William Boyd ó cuando el best-seller se transforma en literatura

William Boyd es, posiblemente, el mejor de los desconocidos autores de potenciales best-sellers. Quiero decir que el señor Boyd escribe novelas muy entretenidas, sobre temas que aparentemente interesan a mucha gente, repletas de personajes atractivos, narradas con intensidad y con un manejo de los elementos ejemplar. Y abundan en ellas las historias de amor, y las trepidantes acciones y los detalles de humor. Sin embargo sigue sin tener el reconocimiento que merece. Al menos entre nosotros. En Inglaterra le han elegido para que escriba la próxima novela de James Bond, así que, seguramente, los lectores que le descubran tras su presumible éxito, podrán preguntarse ¿quién es este tío? y opinar que están, simplemente, ante un correcto autor de novelas de acción. No dejen que les pase.LIBRO.Esperando el alba

William Boyd debutó con Un buen hombre en África, quizá alguien recuerde su adaptación cinematográfica con Sean Connery en el reparto, donde se contaban, con buen humor británico las desventuras de un cónsul desbordado por el color local. Como nieve al sol, su siguiente novela, venía a contar un episodio bélico con ironía y sentido crítico. Barras y estrellas, sí, esa cuya adaptación al cine se tituló aquí Un señorito en Nueva York, traspasaba las tribulaciones del protagonista despistado al profundo sur de Estados Unidos, a pesar del título. Y después llegaría Las nuevas confesiones, donde Boyd daba un repaso al siglo pasado a través de la figura de un cineasta. Si las novelas anteriores eran buenas, esta era, directamente, una obra maestra. Tiene el dudoso honor de ser uno de los libros menos vendidos de la editorial que lo publicó. ¿Por qué? No podemos entenderlo. Boyd narra estupendamente, sus historias son siempre interesantes, sus personajes creíbles, sabe manejar la intriga, cuenta muchas cosas con la medida justa y cada frase tiene encanto o al menos interés.
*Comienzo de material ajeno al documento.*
#![allow(clippy::doc_markdown)] // Allow technical terms like RabbitMQ, AMQP in docs
#![allow(clippy::missing_errors_doc)] // Allow public functions without # Errors sections
#![allow(clippy::must_use_candidate)] // Allow methods without must_use when context is clear

//! # Queue RPC
//!
//! Request/response remote procedure calls over an AMQP message queue.
//!
//! ## Overview
//!
//! A client invokes a named function on a server by publishing
//! `{"name": ..., "data": ...}` to a shared work queue and awaiting a reply on
//! its own private queue. The two sides never connect to each other; the
//! correlation token carried as a message property ties each reply back to
//! its call.
//!
//! ## Architecture
//!
//! ```text
//! CallTracker::call(name, data)
//!   └─ publish {name, data} (reply_to, correlation_id) ─▶ shared queue
//!                                                           │
//!                                    Dispatcher ◀───────────┘
//!                                      └─ HandlerRegistry::lookup(name)
//!                                           └─ handler(data) ─▶ reply_to
//!                                                                 │
//! CallTracker reply loop ◀────────────────────────────────────────┘
//!   └─ resolve the pending call with the same correlation_id
//! ```
//!
//! ## Key Features
//!
//! - **Bounded Concurrency**: prefetch limit (default one) sizes the dispatcher's worker pool
//! - **Exactly-once Completion**: every delivery is acked or rejected without requeue, once
//! - **Call Deadlines**: pending calls time out instead of waiting forever
//! - **Pluggable Transport**: RabbitMQ via lapin, or an in-process broker for tests
//!
//! ## Module Organization
//!
//! - [`server`] - Dispatcher and handler registry
//! - [`client`] - Call tracker and bound remote functions
//! - [`messaging`] - Transport trait and providers
//! - [`protocol`] - Wire envelope and correlation tokens
//! - [`config`] - Layered configuration
//! - [`error`] - Structured error handling
//! - [`logging`] - Structured logging and the protocol trace
//!
//! ## Quick Start
//!
//! ```rust
//! use std::sync::Arc;
//! use queue_rpc::client::CallTracker;
//! use queue_rpc::config::RpcConfig;
//! use queue_rpc::messaging::InMemoryBroker;
//! use queue_rpc::server::{handler_fn, Dispatcher};
//! use serde_json::json;
//!
//! # #[tokio::main]
//! # async fn main() -> queue_rpc::Result<()> {
//! let broker = InMemoryBroker::new();
//! let config = RpcConfig::new("memory", "rpc_queue");
//!
//! let server = Dispatcher::new(Arc::new(broker.transport()), &config)?;
//! server.set_handler("echo", handler_fn(|data| async move { Ok(Some(data)) }))?;
//! server.start().await?;
//!
//! let client = CallTracker::new(Arc::new(broker.transport()), &config).await?;
//! let reply = client.call("echo", json!({"x": 1})).await?;
//! assert_eq!(reply, json!({"x": 1}));
//! # Ok(())
//! # }
//! ```

pub mod client;
pub mod config;
pub mod error;
pub mod logging;
pub mod messaging;
pub mod protocol;
pub mod server;

pub use client::{create_rpc_client, CallTracker, RemoteFunction, TrackerStats};
pub use config::{RpcConfig, RpcOptions};
pub use error::{DispatchError, Result, RpcError};
pub use logging::init_structured_logging;
pub use messaging::{InMemoryBroker, InMemoryTransport, RabbitMqTransport, Transport};
pub use protocol::{CorrelationId, FunctionCall, StructuredValue};
pub use server::{
    create_rpc_server, handler_fn, typed_handler, Dispatcher, DispatcherStats, Handler,
    HandlerRegistry,
};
Las novelas posteriores de William Boyd son igualmente atractivas: Playa de Brazzaville, La tarde azul, Armadillo, Las aventuras de un hombre cualquiera, Sin respiro, Bambú, Tormentas cotidianas y ahora Esperando al alba (Duomo). Sin destripar nada, espero, les cuento de qué va.

Poco antes de la I Guerra Mundial el protagonista vive una aventura amorosa con una artista, las consecuencias de esta aventura le llevarán a ser perseguido por las autoridades y más tarde a ser reclutado por el servicio secreto británico, que le llevará primero a las trincheras y después a ejercer de espía, y hasta de asesino, a enfrentarse a una conspiración, a perseguir a traidores, a encontrarse a miembros de su propia familia implicados en el asunto. Todo esto, y mucho más, como algunos personajes secundarios impagables, contado en trescientas y pico páginas. Se me ocurre que quizá a Boyd le falta definición. No hace novelas humorísticas, ni de acción, ni melodramas, ni negras, y el lector no sabe qué hacer con él. Pero puedo recomendar leerlo, simplemente, y no tratar de clasificarlo, para que sepan si les gusta. Y disfrutar de todas las cosas que cuenta, que son muchas e interesantes. No hay una página innecesaria en las novelas de este hombre, ni una línea, ni una palabra, es la narración llevada a sus dimensiones adecuadas. No sé que mas decir. Salvo pedirles, por favor, que lo prueben. Y así se disiparán todas sus dudas. Es por su bien.